Roasted Veggie Sandwich with Balsamic Reduction

We had a leftover eggplant from making Eggplant Asian Stir Fry and Shana was insistent that we figure out a way to use it. As we made our meal plan for this week, we were looking through cookbooks of all sorts when the following exchange took place:

Shana: Oooo - this looks good! I want this!
Me: Okay, what is it? Read me the recipe?
Shana: Well, it's a roasted veggie sandwich, but I want to add things and take some of this away and maybe we could do something like a balsamic reduction.
Me: [dumbfounded] ...
Shana: I don't know who I am right now.

Shana is not a cook. However, it's very clear that she's becoming more comfortable (but never excited about) thinking about how flavors and textures work together. After I made peace with this new world, we brainstormed together. The result was this amazing - and deliciously messy to eat - sandwich of roasted veggies, hummus, and a balsamic reduction, all on crusty bread.


Roasted veggie sandwiches are also infinitely customize-able! For example, the recipe that inspired this has only one thing in common with what we ended up with - the roasted eggplant. To make this sandwich your own, add or subtract cooked veggies (how about a couple of caramelized onions or strips of portobello mushrooms), slather on some pesto in place of (or in addition to!) the balsamic reduction, add some greens (oooo, arugula), change up your protein source by adding some strips of grilled tofu, or put it on slices of an Italian loaf or focaccia or in a wrap. Served hot or cold,* you'll be satisfied.

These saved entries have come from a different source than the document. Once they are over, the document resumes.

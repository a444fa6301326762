//! Error types for botshield-core.

use thiserror::Error;

/// Result type alias using botshield-core's Error type.
pub type Result<T> = std::result::Result<T, Error>;

/// Which deadline expired.
#[derive(Debug, Clone, Copy, PartialEq, Eq)]
pub enum TimeoutScope {
    /// A single detector's own timeout.
    Detector,
    /// A wave's `WaveTimeoutMs`.
    Wave,
    /// The whole request's `TimeoutMs`.
    Global,
}

impl std::fmt::Display for TimeoutScope {
    fn fmt(&self, f: &mut std::fmt::Formatter<'_>) -> std::fmt::Result {
        match self {
            Self::Detector => write!(f, "detector"),
            Self::Wave => write!(f, "wave"),
            Self::Global => write!(f, "global"),
        }
    }
}

/// Errors that can occur during engine operation.
///
/// Per spec, runtime errors inside detectors, action policies, and the
/// feedback callback must never propagate out of the middleware as a
/// panic or unhandled `Err` that blocks the request. Only configuration
/// errors are allowed to be fatal, and only at startup.
#[derive(Error, Debug)]
pub enum Error {
    /// Detected at startup; fatal.
    #[error("configuration error: {0}")]
    Config(String),

    /// Per-call detector failure; absorbed and recorded as a ledger reason.
    #[error("detector {name} failed: {reason}")]
    DetectorFailure { name: String, reason: String },

    /// Detector/wave/global deadline expired.
    #[error("{scope} timeout exceeded after {duration_ms}ms")]
    Timeout {
        scope: TimeoutScope,
        duration_ms: u64,
    },

    /// Cooperative cancellation observed.
    #[error("cancelled")]
    Cancelled,

    /// Upstream-trust header verification failed; caller must fall
    /// through to local detection.
    #[error("upstream trust rejected: {reason}")]
    UpstreamTrustRejected { reason: String },

    /// An action policy failed to execute; caller falls back to allow.
    #[error("action policy {policy} failed: {reason}")]
    ActionPolicyExecutionFailed { policy: String, reason: String },

    /// The response-feedback callback failed; logged only.
    #[error("feedback callback failed: {0}")]
    FeedbackCallbackFailed(String),

    /// A cache invariant was violated; logged and repaired in place.
    #[error("cache integrity violation: {0}")]
    CacheIntegrityViolation(String),

    /// Serialization/deserialization error.
    #[error("serialization error: {0}")]
    Serialization(#[from] serde_json::Error),

    /// Precondition violation inside the orchestrator itself.
    #[error("internal error: {0}")]
    Internal(String),
}

impl Error {
    pub fn config(message: impl Into<String>) -> Self {
        Self::Config(message.into())
    }

    pub fn detector_failure(name: impl Into<String>, reason: impl Into<String>) -> Self {
        Self::DetectorFailure {
            name: name.into(),
            reason: reason.into(),
        }
    }

    pub fn timeout(scope: TimeoutScope, duration_ms: u64) -> Self {
        Self::Timeout { scope, duration_ms }
    }

    pub fn upstream_trust_rejected(reason: impl Into<String>) -> Self {
        Self::UpstreamTrustRejected {
            reason: reason.into(),
        }
    }

    pub fn internal(message: impl Into<String>) -> Self {
        Self::Internal(message.into())
    }
}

Roasted Veggie Sandwich with Balsamic Reduction
Ingredients
1 loaf of french bread, cut in four pieces
1 large purple eggplant, cut into 8 slices lengthwise
2 medium zucchini, each cut into 4 slices lengthwise
1 large or 2 medium bell peppers, any color, seeds removed and cut into 1.5-2 inch wedges
hummus of choice
1 c. balsamic vinegar
1 tsp. agave nectar

Directions
1. Generously sprinkle kosher salt on both sides of the eggplant slices and let drain in a colander or on paper towels for 25-30 minutes.
2. Put the balsamic vinegar and agave nectar in a small pot over medium-low heat. Stir occasionally until liquid has reduced to 1/3 of the original. Then pour in another container to cool.
3. Meanwhile, preheat the oven to 375.
4. Lay zucchini and pepper on a baking sheet (ideally lined with nonstick foil, parchment, or a silicone baking sheet), brush both sides with oil, and sprinkle with salt. Place in oven.
5. Brush the eggplant with oil and lay on a similarly prepared baking sheet (optionally, you can rinse the eggplant under water to remove most of the salt). Place in oven and set the timer for 10 minutes.
6. Flip veggies and roast for another 10 minutes.
7. Toast bread if desired.
8. Slather bread with hummus, lay some veggies on top, then drizzle with balsamic reduction.

Helpful Hints
  • Depending on how soft you like your peppers, you may want to cook them a bit longer than the other veggies. 25 minutes (the 20 minutes sharing the oven with the eggplant and then time prepping the eggplant) was great for us, but the peppers weren't squishy; they still had a little bit of texture. 
  • I highly recommend tasting the balsamic reduction before you drizzle. Some people will love the bite and want a lot of it (*cough* *Shana* *cough*), whereas others will only want a little bit. 
  • If you eat this cold, make the sandwich and then wrap in plastic wrap before refrigerating. It will likely be less messy if you eat it cold. 
  • If you use a gluten-free wrap, this is a gluten-free dish. It's also soy-free! 

* Although I said hot or cold, I promised Shana I would make it clear that she is adamantly opposed to eating this cold. Bummer.